Cool even though it does not play well with metafilter, cnn, or the first part of wikipedia. It did make a short story page (linked from AskMe) look awesome and a lot more readable than the original, and it works out OK with the relatively simple wikisource.
posted by Science! at 1:31 PM on March 3, 2009


It does not seem to know what to do with the CNN homepage, but when you click through to individual stories...works great!
posted by tdstone at 1:37 PM on March 3, 2009


It's perfect for crap like this.
posted by mattbucher at 1:40 PM on March 3, 2009


I love what this does to news sites.

But:

This would be better as something you could toggle on and off - seems that the only way to undo what it does is to reload.

Also, I do not like that it loads yet another script from arc90.com. Perhaps in a month or two, arc90 could be selling clickstream data to someone else? Perhaps in a couple of months, you'll click this widget and get a fullscreen window telling you not to be such a leech and read some damned ads for a change? The possibilities are endless...
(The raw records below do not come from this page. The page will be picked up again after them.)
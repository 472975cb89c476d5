//! Taskpool: run grouped directory syncs and commands in a chosen order.
//!
//! # Usage
//!
//! ```text
//! taskpool init [--force]
//! taskpool task list [--json]
//! taskpool task add-sync --group <n> <src> <dst>
//! taskpool task add-cmd --group <n> [--dir <path>] [--label <text>] -- <command...>
//! taskpool task remove <index>
//! taskpool order <sequence>
//! taskpool run [--order <seq>] [--force | --no-force] [--json]
//! taskpool plan [--order <seq>] [--force] [--json]
//! ```
//!
//! Every command accepts `--config <path>`; the default is
//! `~/.taskpool/config.json`.

mod commands;

use std::path::PathBuf;

use anyhow::Result;
use clap::{Parser, Subcommand};

use commands::{
    init::InitArgs, order::OrderArgs, plan::PlanArgs, run::RunArgs, task::TaskCommand,
};
use taskpool_runner::{init_tracing, LogFormat};

// ---------------------------------------------------------------------------
// CLI entry point
// ---------------------------------------------------------------------------

#[derive(Parser, Debug)]
#[command(
    name = "taskpool",
    version,
    about = "Run grouped directory syncs and commands in a chosen order",
    long_about = None,
)]
struct Cli {
    /// Config file to use instead of ~/.taskpool/config.json.
    /// A .yaml/.yml extension selects YAML.
    #[arg(long, global = true, value_name = "PATH")]
    config: Option<PathBuf>,

    /// Diagnostic log format on stderr: text | json. Level comes from RUST_LOG.
    #[arg(long, global = true, value_name = "FORMAT", default_value = "text")]
    log_format: LogFormat,

    #[command(subcommand)]
    command: Commands,
}

#[derive(Subcommand, Debug)]
enum Commands {
    /// Create an empty config file.
    Init(InitArgs),

    /// List, add and remove tasks.
    Task {
        #[command(subcommand)]
        command: TaskCommand,
    },

    /// Set the group order, e.g. "2,1,3".
    Order(OrderArgs),

    /// Execute every group in order, streaming progress.
    Run(RunArgs),

    /// Show what a run would copy and execute, without touching anything.
    Plan(PlanArgs),
}

// ---------------------------------------------------------------------------
// Main
// ---------------------------------------------------------------------------

fn main() -> Result<()> {
    let cli = Cli::parse();
    init_tracing("warn", cli.log_format);

    let config = commands::ConfigLocation::resolve(cli.config)?;
    match cli.command {
        Commands::Init(args) => args.run(&config),
        Commands::Task { command } => commands::task::run(&config, command),
        Commands::Order(args) => args.run(&config),
        Commands::Run(args) => args.run(&config),
        Commands::Plan(args) => args.run(&config),
    }
}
If you run something initiated from your browser, in what security context does it run? I smell XSS exploit in the making.
posted by i_am_joe's_spleen at 1:44 PM on March 3, 2009


Interesting. It almost seems like it's reformatting it for a mobile browser (phone, etc) view. unfortunately, this seems like one of those really clever ideas, that I'll never actually find an useful implementation for.

Still, if I ever get my TV pc set up, I could see something like this being handy for reading news sites.
posted by quin at 1:55 PM on March 3, 2009


It you try it on news.google.com you get an ugly page that looks like it couldn't load the style sheet, and it only shows the most recent comment on Metafilter.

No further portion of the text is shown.